Celtic From the West 3 by Unknown
Author:Unknown
Language: eng
Format: epub
Tags: HISTORY / Europe / General
ISBN: 9781785702280
Publisher: Casemate Publishers & Book Distributors, LLC
Published: 2016-09-02T00:00:00+00:00
Interpretation
From the evidence currently available, it seems clear that the site of Meillionydd was continuously and quite densely occupied over an extended period of time, stretching from, at least, either the latest Bronze Ages or earliest Iron Age to the Middle Iron Age and possibly even somewhat later than that. The density of occupational features makes it likely that we have to assume at least several hundred years of continuous occupation of the site, possibly as much as half a millennium or even slightly longer. It started out as an open settlement of timber roundhouses clustered around the top of the spur on which the site lies, was later enclosed and then monumentally enclosed, a pattern generally well-known from other British sites, and especially other sites in north Wales. Sometime later, the enclosing banks became at least partly defunct and obliterated by roundhouses being built into and on top of them, a sequence of development that exactly mirrors that at the closest site of the same type, Castell Odo, just a few miles away and intervisible with Meillionydd. Finally, the site was abandoned, but only after it had been ‘buried’ in an elaborate and quite labour-intensive closure rite.

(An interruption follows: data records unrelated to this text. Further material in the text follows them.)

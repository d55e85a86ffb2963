//! User resolvers with viewer-gated private fields.

use async_graphql::{Context, ErrorExtensions, ID, Object, Result, SimpleObject};

use crate::domain::ports::Page;
use crate::domain::{DomainError, UserId};

use super::GraphQlData;
use super::booking::Booking;
use super::listing::Listing;
use super::viewer::authorized_viewer_id;

/// A marketplace user. Private fields resolve to null unless the viewer is
/// this user.
pub struct User {
    pub(super) user: crate::domain::User,
    pub(super) authorized: bool,
}

impl User {
    pub(super) fn public(user: crate::domain::User) -> Self {
        Self {
            user,
            authorized: false,
        }
    }
}

/// One page of bookings plus the unpaginated total.
#[derive(SimpleObject)]
pub struct Bookings {
    pub total: i64,
    pub result: Vec<Booking>,
}

/// One page of listings plus the unpaginated total. `region` is present only
/// on location searches.
#[derive(SimpleObject)]
pub struct Listings {
    pub region: Option<String>,
    pub total: i64,
    pub result: Vec<Listing>,
}

#[Object]
impl User {
    async fn id(&self) -> ID {
        ID::from(self.user.id.as_str())
    }

    async fn name(&self) -> &str {
        &self.user.name
    }

    async fn avatar(&self) -> &str {
        &self.user.avatar
    }

    async fn contact(&self) -> &str {
        &self.user.contact
    }

    async fn has_wallet(&self) -> bool {
        self.user.wallet_id.is_some()
    }

    /// Lifetime host earnings; only visible to the user themselves.
    async fn income(&self) -> Option<i64> {
        self.authorized.then_some(self.user.income)
    }

    /// Stays booked by this user; only visible to the user themselves.
    async fn bookings(
        &self,
        ctx: &Context<'_>,
        limit: i32,
        page: i32,
    ) -> Result<Option<Bookings>> {
        if !self.authorized {
            return Ok(None);
        }
        let data = ctx.data::<GraphQlData>()?;
        let result = data
            .users
            .bookings_page(
                &self.user.bookings,
                Page {
                    limit: i64::from(limit),
                    page: i64::from(page),
                },
            )
            .await
            .map_err(|err| DomainError::persistence(err.to_string()).extend())?;
        Ok(Some(Bookings {
            total: self.user.bookings.len() as i64,
            result: result.into_iter().map(Booking).collect(),
        }))
    }

    /// Listings hosted by this user.
    async fn listings(&self, ctx: &Context<'_>, limit: i32, page: i32) -> Result<Listings> {
        let data = ctx.data::<GraphQlData>()?;
        let result = data
            .listings
            .find_page(
                &self.user.listings,
                Page {
                    limit: i64::from(limit),
                    page: i64::from(page),
                },
            )
            .await
            .map_err(|err| DomainError::persistence(err.to_string()).extend())?;
        Ok(Listings {
            region: None,
            total: self.user.listings.len() as i64,
            result: result.into_iter().map(Listing::public).collect(),
        })
    }
}

/// User query root.
#[derive(Default)]
pub struct UserQuery;

#[Object]
impl UserQuery {
    /// Fetch a user by id.
    async fn user(&self, ctx: &Context<'_>, id: ID) -> Result<User> {
        let data = ctx.data::<GraphQlData>()?;
        let id = UserId::new(id.as_str())
            .map_err(|err| DomainError::invalid_input(err.to_string()).extend())?;
        let user = data
            .users
            .find(&id)
            .await
            .map_err(|err| DomainError::persistence(err.to_string()).extend())?
            .ok_or_else(|| DomainError::not_found("user cannot be found").extend())?;
        let authorized = authorized_viewer_id(ctx).await?.is_some_and(|viewer| viewer == user.id);
        Ok(User { user, authorized })
    }
}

This implies that there were significant changes in the conceptualization and—as a consequence of this—structuration of (a particular kind of) settlement space happening during this period on the Llŷn Peninsula. These changes, however, seem to have affected or applied to only some homesteads or households, not all of them: it seems as if it became at least desireable, if not socially necessary, that some settlements—usually such that lie in prominent locations, in elevated positions with wide views over the surrounding landscape (and, in case of Penllŷn, possibly also the surrounding seascape)—were physically separated from their surroundings by some kind of enclosure, and later not just any kind of, but a monumental enclosure. The same did not seem to be desireable or necessary for many others, which continued as either entirely unenclosed, or differently structured, possibly lightly enclosed settlements (for various types and their distribution see Waddington ibid., 27–87).
This, and the fact that the sequences of the development of Meillionydd and Castell Odo are virtually identical, makes it exceedingly unlikely that the decision to enclose and structure a particular settlement in a particular way was just an arbitrary choice of its inhabitants, but rather makes it very likely that both the act of enclosure, as well as its structure and nature, were socially meaningful choices. Such choices, however, have to be expected to have at least been silently acquiesced with, if not positively sanctioned by, the wider community inhabiting the different kinds of settlements existing in the area. Enclosing a settlement in the way that Meillionydd was thus was a socially meaningful statement, a statement that, most likely, not everyone could equally make.
I would argue the that the reconceptualization of settlements like Meillionydd was a rather fundamental one, a reconceptualization which created a socially meaningful ‘court’, rather than just a purely practical, functional yard.